Teacher Spends Two Days as a Student, Discovers What She's Missed

How well do teachers know what a student goes through? One teacher decided to put it her assumptions to the test. 

Alexis Wiggins, 15-year teaching veteran followed two students for two days and wrote about it in a blog post featured on WashingtonPost.com. The blog begins with the sentence: "I have made a terrible mistake."

"I waited 14 years to do something that I should have done my first year of teaching: shadow a student for a day," she said. "It was so eye-opening that I wish I could go back to every class of students I ever had right now and change a minimum of ten things – the layout, the lesson plan, the checks for understanding. Most of it!"

Wiggins is currently a high school learning coach, whose job is to "work with teachers and administrators to improve student learning outcomes."
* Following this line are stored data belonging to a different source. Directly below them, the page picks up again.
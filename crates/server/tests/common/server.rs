//! Server test utilities.

use super::fixtures::{ADMIN_TOKEN, BOUNDARY, public_url};
use super::storage::FlakyStore;
use axum::body::Body;
use axum::http::{Request, StatusCode};
use bytes::Bytes;
use serde_json::Value;
use std::sync::Arc;
use std::time::Duration;
use tempfile::TempDir;
use tokio_util::sync::CancellationToken;
use tower::ServiceExt;
use vitrine_core::config::{AppConfig, MetadataConfig, StorageConfig};
use vitrine_metadata::{
    AuditLogQuery, AuditLogRow, AuditRepo, MetadataStore, NewProject, ProjectRepo, SqliteStore,
};
use vitrine_server::cleanup::CleanupService;
use vitrine_server::{AppState, AuditQueue, create_router};
use vitrine_storage::{FilesystemBackend, ObjectStore};

/// A test server wrapper with all dependencies.
/// Note: #[allow(dead_code)] because each test file compiles common/ separately.
#[allow(dead_code)]
pub struct TestServer {
    pub router: axum::Router,
    pub state: AppState,
    pub store: Arc<FlakyStore>,
    pub sqlite: Arc<SqliteStore>,
    pub shutdown: CancellationToken,
    _temp_dir: TempDir,
}

#[allow(dead_code)]
impl TestServer {
    /// Create a new test server with temporary storage.
    pub async fn new() -> Self {
        Self::with_config(|_| {}).await
    }

    /// Create a test server with custom config modifications.
    pub async fn with_config<F>(modifier: F) -> Self
    where
        F: FnOnce(&mut AppConfig),
    {
        let temp_dir = tempfile::tempdir().expect("Failed to create temp directory");

        let storage_path = temp_dir.path().join("storage");
        let backend = FilesystemBackend::new(&storage_path)
            .await
            .expect("Failed to create storage backend");
        let store = Arc::new(FlakyStore::new(backend));

        let db_path = temp_dir.path().join("metadata.db");
        let sqlite = Arc::new(
            SqliteStore::new(&db_path)
                .await
                .expect("Failed to create metadata store"),
        );

        let mut config = AppConfig::for_testing();
        config.storage = StorageConfig::Filesystem { path: storage_path };
        config.metadata = MetadataConfig::Sqlite { path: db_path };
        modifier(&mut config);

        vitrine_server::metrics::register_metrics();

        let shutdown = CancellationToken::new();
        let metadata: Arc<dyn MetadataStore> = sqlite.clone();
        let (audit, _worker) =
            AuditQueue::spawn(metadata.clone(), config.audit.queue_capacity, shutdown.clone());

        let storage: Arc<dyn ObjectStore> = store.clone();
        let state = AppState::new(config, storage, metadata, audit, shutdown.clone())
            .expect("Failed to create app state");
        let router = create_router(state.clone());

        Self {
            router,
            state,
            store,
            sqlite,
            shutdown,
            _temp_dir: temp_dir,
        }
    }

    /// The cleanup service (panics when not initialized).
    pub fn cleanup(&self) -> Arc<CleanupService> {
        self.state
            .cleanup
            .clone()
            .expect("cleanup service should be initialized")
    }

    /// Store a small placeholder object at each key.
    pub async fn seed_objects(&self, keys: &[&str]) {
        for key in keys {
            self.store
                .put(key, Bytes::from_static(b"image-bytes"), Some("image/jpeg"))
                .await
                .expect("Failed to seed object");
        }
    }

    /// Create an active project referencing the given image URLs.
    pub async fn create_project(&self, slug: &str, images: &[String]) -> i64 {
        self.sqlite
            .create_project(&NewProject {
                title: format!("Project {slug}"),
                slug: slug.to_string(),
                images: images.to_vec(),
                is_active: true,
            })
            .await
            .expect("Failed to create project")
            .project_id
    }

    /// Create a project referencing the given keys through the public URL.
    pub async fn create_project_with_keys(&self, slug: &str, keys: &[&str]) -> i64 {
        let urls: Vec<String> = keys.iter().map(|key| public_url(key)).collect();
        self.create_project(slug, &urls).await
    }

    /// Every key under `prefix`, sorted.
    pub async fn stored_keys(&self, prefix: &str) -> Vec<String> {
        let mut keys = self.store.list(prefix).await.expect("Failed to list");
        keys.sort();
        keys
    }

    /// Wait until at least `count` audit rows exist, returning them newest first.
    pub async fn wait_for_audit(&self, count: usize) -> Vec<AuditLogRow> {
        let deadline = tokio::time::Instant::now() + Duration::from_secs(5);
        loop {
            let rows = self
                .state
                .metadata
                .list_audit_logs(&AuditLogQuery::latest(100))
                .await
                .expect("Failed to list audit logs");
            if rows.len() >= count {
                return rows;
            }
            if tokio::time::Instant::now() > deadline {
                panic!("expected {count} audit rows, found {}", rows.len());
            }
            tokio::time::sleep(Duration::from_millis(20)).await;
        }
    }
}

/// Send a request and decode the JSON response.
#[allow(dead_code)]
pub async fn json_request(
    router: &axum::Router,
    method: &str,
    uri: &str,
    auth_token: Option<&str>,
) -> (StatusCode, Value) {
    let mut builder = Request::builder().method(method).uri(uri);
    if let Some(token) = auth_token {
        builder = builder.header("Authorization", format!("Bearer {}", token));
    }
    send(router, builder.body(Body::empty()).unwrap()).await
}

/// Send an authenticated admin request.
#[allow(dead_code)]
pub async fn admin_request(router: &axum::Router, method: &str, uri: &str) -> (StatusCode, Value) {
    json_request(router, method, uri, Some(ADMIN_TOKEN)).await
}

/// Send an authenticated multipart request.
#[allow(dead_code)]
pub async fn multipart_request(router: &axum::Router, uri: &str, body: Vec<u8>) -> (StatusCode, Value) {
    let request = Request::builder()
        .method("POST")
        .uri(uri)
        .header("Authorization", format!("Bearer {ADMIN_TOKEN}"))
        .header(
            "Content-Type",
            format!("multipart/form-data; boundary={BOUNDARY}"),
        )
        .header("User-Agent", "vitrine-tests/1.0")
        .body(Body::from(body))
        .unwrap();
    send(router, request).await
}

async fn send(router: &axum::Router, request: Request<Body>) -> (StatusCode, Value) {
    let response = router.clone().oneshot(request).await.unwrap();

    let status = response.status();
    let body_bytes = axum::body::to_bytes(response.into_body(), usize::MAX)
        .await
        .unwrap();

    let json: Value = if body_bytes.is_empty() {
        Value::Null
    } else {
        serde_json::from_slice(&body_bytes).unwrap_or(Value::Null)
    };

    (status, json)
}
"As part of getting my feet wet, my principal suggested I 'be' a student for two days: I was to shadow and complete all the work of a 10th grade student on one day and to do the same for a 12th grade student on another day," Wiggins said. "My task was to do everything the student was supposed to do: if there was lecture or notes on the board, I copied them as fast I could into my notebook. If there was a Chemistry lab, I did it with my host student. If there was a test, I took it [I passed the Spanish one, but I am certain I failed the business one]."
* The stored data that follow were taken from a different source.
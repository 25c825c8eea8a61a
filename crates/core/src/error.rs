//! Error types for the core domain.

use thiserror::Error;

/// Core domain error type.
#[derive(Debug, Error)]
pub enum Error {
    #[error("invalid public URL: {0}")]
    InvalidPublicUrl(String),

    #[error("invalid folder: {0}")]
    InvalidFolder(String),

    #[error("invalid file name: {0}")]
    InvalidFileName(String),

    #[error("unsupported file extension: {0}")]
    UnsupportedExtension(String),

    #[error("file too large: {size} bytes (max {max})")]
    FileTooLarge { size: usize, max: usize },
}

/// Result type alias for core operations.
pub type Result<T> = std::result::Result<T, Error>;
Wiggins also mentions some "key takeaways" that she gathered from her experiences. The first key was that "students sit all day, and sitting is exhausting."

"I could not believe how tired I was after the first day," she said. "I literally sat down the entire day, except for walking to and from classes. We forget as teachers, because we are on our feet a lot – in front of the board, pacing as we speak, circling around the room to check on student work, sitting, standing, kneeling down to chat with a student as she works through a difficult problem…we move a lot."
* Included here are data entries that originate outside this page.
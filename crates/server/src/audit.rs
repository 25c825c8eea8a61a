//! Bounded audit write queue.
//!
//! Handlers and the scheduler submit [`AuditEvent`]s without waiting on the
//! database. A single worker task drains the queue into the metadata store.
//! When the queue is full the event is dropped: audit writes must never
//! block or fail the request that produced them.

use crate::metrics::{AUDIT_EVENTS_DROPPED, AUDIT_WRITE_FAILURES};
use std::sync::Arc;
use time::OffsetDateTime;
use tokio::sync::mpsc;
use tokio::sync::mpsc::error::TrySendError;
use tokio::task::JoinHandle;
use tokio_util::sync::CancellationToken;
use vitrine_core::AuditAction;
use vitrine_metadata::{MetadataStore, NewAuditLog};

/// Entity type recorded for image events.
pub const IMAGE_ENTITY: &str = "image";

/// One audit event waiting to be written.
#[derive(Debug, Clone)]
pub struct AuditEvent {
    pub actor: String,
    pub action: AuditAction,
    pub entity_key: Option<String>,
    pub details: serde_json::Value,
    pub user_agent: Option<String>,
}

impl AuditEvent {
    /// Create an image event with empty details.
    pub fn image(actor: impl Into<String>, action: AuditAction) -> Self {
        Self {
            actor: actor.into(),
            action,
            entity_key: None,
            details: serde_json::Value::Object(Default::default()),
            user_agent: None,
        }
    }

    pub fn with_key(mut self, key: impl Into<String>) -> Self {
        self.entity_key = Some(key.into());
        self
    }

    pub fn with_details(mut self, details: serde_json::Value) -> Self {
        self.details = details;
        self
    }

    pub fn with_user_agent(mut self, user_agent: Option<String>) -> Self {
        self.user_agent = user_agent;
        self
    }

    fn into_row(self) -> NewAuditLog {
        NewAuditLog {
            actor: self.actor,
            action: self.action,
            entity_type: IMAGE_ENTITY.to_string(),
            entity_key: self.entity_key,
            details: self.details,
            user_agent: self.user_agent,
            created_at: OffsetDateTime::now_utc(),
        }
    }
}

/// Sending half of the audit queue. Cheap to clone.
#[derive(Clone, Debug)]
pub struct AuditQueue {
    tx: mpsc::Sender<NewAuditLog>,
}

impl AuditQueue {
    /// Create the queue and spawn its worker.
    ///
    /// The worker exits when `shutdown` fires, after writing whatever is
    /// already queued, or when every sender has been dropped.
    pub fn spawn(
        metadata: Arc<dyn MetadataStore>,
        capacity: usize,
        shutdown: CancellationToken,
    ) -> (Self, JoinHandle<()>) {
        let (tx, rx) = mpsc::channel(capacity.max(1));
        let handle = tokio::spawn(run_worker(metadata, rx, shutdown));
        (Self { tx }, handle)
    }

    /// Submit an event without waiting. Returns false if it was dropped.
    pub fn record(&self, event: AuditEvent) -> bool {
        let action = event.action;
        match self.tx.try_send(event.into_row()) {
            Ok(()) => true,
            Err(TrySendError::Full(_)) => {
                AUDIT_EVENTS_DROPPED.inc();
                tracing::warn!(action = %action, "Audit queue full, dropping event");
                false
            }
            Err(TrySendError::Closed(_)) => {
                AUDIT_EVENTS_DROPPED.inc();
                tracing::warn!(action = %action, "Audit queue closed, dropping event");
                false
            }
        }
    }
}

async fn run_worker(
    metadata: Arc<dyn MetadataStore>,
    mut rx: mpsc::Receiver<NewAuditLog>,
    shutdown: CancellationToken,
) {
    loop {
        tokio::select! {
            biased;
            maybe_entry = rx.recv() => match maybe_entry {
                Some(entry) => write_entry(metadata.as_ref(), &entry).await,
                None => break,
            },
            _ = shutdown.cancelled() => {
                rx.close();
                while let Some(entry) = rx.recv().await {
                    write_entry(metadata.as_ref(), &entry).await;
                }
                break;
            }
        }
    }
    tracing::debug!("Audit worker stopped");
}

async fn write_entry(metadata: &dyn MetadataStore, entry: &NewAuditLog) {
    if let Err(e) = metadata.insert_audit_log(entry).await {
        AUDIT_WRITE_FAILURES.inc();
        tracing::error!(
            action = %entry.action,
            entity_key = ?entry.entity_key,
            error = %e,
            "Failed to write audit log"
        );
    }
}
But students move "almost never", and never "is exhausting," she said, and by the end of the day, "I could not stop yawning and I was desperate to move or stretch."

Wiggins said if she could go back to her classroom, she would change three things:

  • mandatory stretch halfway through the class
  • put a Nerf basketball hoop on the back of my door and encourage kids to play in the first and final minutes of class
  • build in a hands-on, move-around activity into every single class day. Yes, we would sacrifice some content to do this – that’s fine.